Les résultats des recherches menées par Amnesty International montrent que, bien souvent, l’Indonésie enfreint les droits des détenus étrangers sous le coup d’une sentence capitale en ne leur offrant pas de services d’interprétation pendant ou avant le procès, en les obligeant à signer des documents rédigés dans une langue qu’ils ne connaissent pas ou en les privant de services consulaires.

Qui plus est, en 2015, l’Indonésie a mis à mort un homme qui souffrait de graves troubles mentaux, en violation du droit international. Le Brésilien Rodrigo Gularte souffrait de schizophrénie paranoïde.

Recommandations

À la lumière des carences graves que présente la justice indonésienne, Amnesty International engage les autorités à mettre immédiatement en place un organe indépendant chargé d’examiner toutes les affaires où l’accusé à a été condamné à mort en vue de commuer les peines prononcées.

Il faut également que l’Indonésie modifie son Code pénal pour le rendre conforme aux normes internationales, et qu’elle veille à ce que le droit de tous les prisonniers à un procès équitable soit respecté.

« Le président Widodo a promis d’améliorer les droits humains dans le pays mais, en faisant fusiller plus d’une dizaine de personnes, il montre toute la vacuité de ses promesses, a déclaré Josef Benedict.

« L’Indonésie devrait montrer l’exemple dans ce domaine à l’échelle régionale.
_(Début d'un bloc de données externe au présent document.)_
//! Change markers threaded through incremental recomputation
//!
//! Diffs are advisory: `UnknownChange` is always a safe answer, while
//! `NoChange` must only be reported when the value is known to be identical.

use std::collections::BTreeMap;

use serde::{Deserialize, Serialize};

use crate::value::Value;

/// Change to a sequence-valued result
#[derive(Clone, Debug, PartialEq, Serialize, Deserialize)]
pub struct SequenceDiff {
    pub prev_length: usize,
    pub new_length: usize,
    /// Retained indices whose element changed, with the element's diff
    pub changed: BTreeMap<usize, Diff>,
}

impl SequenceDiff {
    /// Collapse to `NoChange` when neither the length nor any retained element changed
    pub fn into_diff(self) -> Diff {
        if self.prev_length == self.new_length && self.changed.is_empty() {
            Diff::NoChange
        } else {
            Diff::Sequence(self)
        }
    }

    /// Signed change in length
    pub fn length_delta(&self) -> isize {
        self.new_length as isize - self.prev_length as isize
    }

    /// First index whose element changed or came into or out of existence
    pub fn first_changed(&self) -> Option<usize> {
        let resized = (self.prev_length != self.new_length)
            .then(|| self.prev_length.min(self.new_length));
        match (self.changed.keys().next().copied(), resized) {
            (Some(a), Some(b)) => Some(a.min(b)),
            (a, b) => a.or(b),
        }
    }
}

/// Change marker for an argument or a return value
#[derive(Clone, Debug, Default, PartialEq, Serialize, Deserialize)]
pub enum Diff {
    NoChange,
    #[default]
    UnknownChange,
    Sequence(SequenceDiff),
}

impl Diff {
    pub fn is_no_change(&self) -> bool {
        matches!(self, Self::NoChange)
    }

    /// Diff between two known values: `NoChange` iff they compare equal
    pub fn between(old: &Value, new: &Value) -> Self {
        if old == new {
            Self::NoChange
        } else {
            Self::UnknownChange
        }
    }

    /// `NoChange` iff every diff is `NoChange`
    pub fn all_unchanged(diffs: &[Diff]) -> bool {
        diffs.iter().all(Diff::is_no_change)
    }
}

/// A value paired with its change marker
#[derive(Clone, Debug, PartialEq)]
pub struct Diffed {
    pub value: Value,
    pub diff: Diff,
}

impl Diffed {
    pub fn new(value: Value, diff: Diff) -> Self {
        Self { value, diff }
    }

    pub fn unchanged(value: Value) -> Self {
        Self::new(value, Diff::NoChange)
    }

    pub fn unknown(value: Value) -> Self {
        Self::new(value, Diff::UnknownChange)
    }
}

/// Argdiff at `index`, `UnknownChange` when the caller supplied fewer diffs than arguments
pub(crate) fn argdiff_at(argdiffs: &[Diff], index: usize) -> Diff {
    argdiffs.get(index).cloned().unwrap_or(Diff::UnknownChange)
}

/// True iff `argdiffs` covers all `arity` arguments with `NoChange`
pub(crate) fn args_unchanged(argdiffs: &[Diff], arity: usize) -> bool {
    argdiffs.len() >= arity && Diff::all_unchanged(&argdiffs[..arity])
}

/// True if revising a trace with `args` and `argdiffs` changes no argument
pub(crate) fn args_noop(prev_args: &[Value], args: &[Value], argdiffs: &[Diff]) -> bool {
    args.len() == prev_args.len() && args_unchanged(argdiffs, args.len())
}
Il est temps qu’elle prenne au sérieux cette responsabilité et qu’elle impose, pour commencer, un moratoire sur les exécutions. »

Complément d’information

Sous les quatre premières présidences de l’ère démocratique indonésienne, 27 personnes ont été mises à mort entre 1999 et 2014. Aucune exécution n’a eu lieu entre 2009 et 2012.

D’après des chiffres communiqués le 30 avril 2015 par le ministre de la Justice et des Droits de l’homme, au moins 121 personnes attendaient dans le quartier des condamnés à mort, parmi lesquelles 54 déclarées coupables d’infractions à la législation sur les stupéfiants, deux de terrorisme et 65 de meurtre.

À l’heure actuelle, 140 pays ont aboli la peine de mort en droit ou en pratique. Amnesty International s’oppose à la peine de mort dans tous les cas et en toutes circonstances, quelles que soient la nature du crime commis, la personnalité de son auteur ou la méthode d’exécution utilisée par l’État. L’organisation considère que cette sanction viole le droit à la vie tel que reconnu par la Déclaration universelle des droits de l’Homme et constitue le châtiment le plus cruel, le plus inhumain et le plus dégradant qui soit.